The events leading to the allegations of medical malpractice occurred in November and December 2004. On November 8, 2004, Lawrence McKay (Lawrence) -- a medical doctor --experienced back pain as a result of a rough plane landing. He complained to his wife Kay M. McKay (Kay) -- a nurse -- and he started taking Tylenol. The pain continued and on November 23, 2004, Lawrence sought medical treatment at Primary Care Associates (PCA). On November 29, 2004, defendant Dr. Robert Dubow, an internist and staff physician at PCA, observed tenderness on Lawrence's back. On Friday, December 10, 2004, Dubow and Lawrence communicated by phone, and the next day, Lawrence had a blood test at PCA. On Monday, December 13, 2004, Dubow learned that Lawrence had seen an orthopedist and planned to see a chiropractor.

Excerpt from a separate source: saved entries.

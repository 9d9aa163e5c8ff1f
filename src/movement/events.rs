//! Movement domain: messages emitted by the motion controller systems.

use bevy::ecs::message::Message;
use bevy::prelude::*;

use crate::movement::HoldEndReason;

/// A jump started from the ground.
#[derive(Debug)]
pub struct JumpedEvent {
    pub entity: Entity,
}

impl Message for JumpedEvent {}

/// The upward hold force stopped, either by expiry or button release.
#[derive(Debug)]
pub struct JumpHoldEndedEvent {
    pub entity: Entity,
    pub reason: HoldEndReason,
}

impl Message for JumpHoldEndedEvent {}

/// The ground probe started hitting after a step without a hit.
#[derive(Debug)]
pub struct LandedEvent {
    pub entity: Entity,
}

impl Message for LandedEvent {}
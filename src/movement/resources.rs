//! Movement domain: tuning and input resources.

use std::collections::VecDeque;

use avian2d::prelude::*;
use bevy::prelude::*;
use serde::{Deserialize, Serialize};

use crate::movement::input::{ButtonEdge, EdgeDetector, InputSource};
use crate::movement::{GameLayer, layer_mask};

/// What happens to a pending hold expiry when a new jump starts.
#[derive(Debug, Clone, Copy, PartialEq, Eq, Default, Deserialize, Serialize)]
pub enum JumpHoldPolicy {
    /// Every jump keeps its own expiry, and whichever fires clears the hold,
    /// even if a newer jump is still inside its window.
    #[default]
    Overlapping,
    /// A new jump cancels the previous expiry; only the latest one counts.
    LatestOnly,
}

#[derive(Debug, Clone, Deserialize, Serialize)]
pub struct ProbeTuning {
    /// Ray start relative to the body origin. For the head probe only x is
    /// used; y always tracks the top of the active shape and should be 0.
    pub origin_offset: (f32, f32),
    pub max_range: f32,
    pub layers: Vec<GameLayer>,
}

impl ProbeTuning {
    pub fn offset(&self) -> Vec2 {
        Vec2::new(self.origin_offset.0, self.origin_offset.1)
    }

    pub fn mask(&self) -> LayerMask {
        layer_mask(&self.layers)
    }
}

#[derive(Resource, Debug, Clone, Deserialize, Serialize)]
pub struct MotionTuning {
    pub base_speed: f32,
    /// Multiplier on `base_speed` while crouching (0-1 typical)
    pub crouch_speed_factor: f32,
    pub jump_force: f32,
    /// Upward force applied every physics step while the jump is held
    pub keep_jumping_force: f32,
    pub keep_jumping_duration: f32,
    pub body_mass: f32,
    /// Standing bounding box (width, height); crouch height equals width
    pub standing_size: (f32, f32),
    pub ground_probe: ProbeTuning,
    pub head_probe: ProbeTuning,
    pub hold_policy: JumpHoldPolicy,
    /// Horizontal input magnitude below which animation treats the body as idle
    pub walk_threshold: f32,
}

impl Default for MotionTuning {
    fn default() -> Self {
        Self {
            base_speed: 300.0,
            crouch_speed_factor: 0.5,
            jump_force: 520.0,
            keep_jumping_force: 1400.0,
            keep_jumping_duration: 0.2,
            body_mass: 1.0,
            standing_size: (24.0, 48.0),
            ground_probe: ProbeTuning {
                origin_offset: (0.0, 2.0),
                max_range: 6.0,
                layers: vec![GameLayer::Ground],
            },
            head_probe: ProbeTuning {
                origin_offset: (0.0, 0.0),
                max_range: 4.0,
                layers: vec![GameLayer::Ground],
            },
            hold_policy: JumpHoldPolicy::Overlapping,
            walk_threshold: 0.1,
        }
    }
}

impl MotionTuning {
    pub fn standing_size(&self) -> Vec2 {
        Vec2::new(self.standing_size.0, self.standing_size.1)
    }

    /// Apex height of a jump released immediately, under the given gravity.
    pub fn min_jump_height(&self, gravity: f32) -> f32 {
        if gravity <= 0.0 {
            return f32::INFINITY;
        }
        self.jump_force * self.jump_force / (2.0 * gravity)
    }
}

/// Keyboard-fed input state for the local player.
#[derive(Resource, Debug, Default)]
pub struct MovementInput {
    pub axis: Vec2,
    jump: EdgeDetector,
    jump_edges: VecDeque<ButtonEdge>,
}

impl MovementInput {
    /// Record this frame's axis and jump level; queues an edge on transitions.
    pub fn sample(&mut self, axis: Vec2, jump_held: bool) {
        self.axis = axis;
        if let Some(edge) = self.jump.sample(jump_held) {
            self.jump_edges.push_back(edge);
        }
    }
}

impl InputSource for MovementInput {
    fn move_axis(&self) -> Vec2 {
        self.axis
    }

    fn poll_jump(&mut self) -> Option<ButtonEdge> {
        self.jump_edges.pop_front()
    }
}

Plaintiffs contended that Dubow learned on December 13 that Lawrence suffered from an abnormal liver, lost twenty-four pounds during the preceding ten days, and showed signs of vertebral osteomyelitis. Plaintiffs' theory was that Dubow failed to order an emergency MRI, which would have revealed the condition, which plaintiffs argued was treatable with antibiotics. Instead, Lawrence was admitted into the hospital on December 17, 2004, suffered acute renal failure, and died on November 14, 2005.
Dubow's primary defense was that Lawrence refused to follow Dubow's request to return for an examination. Dubow testified that he called Lawrence on December 13, talked to Kay, informed her about the abnormal blood test, and requested that Lawrence return to his office. At trial, Dubow contended that Lawrence was overmedicated and resisted treatment.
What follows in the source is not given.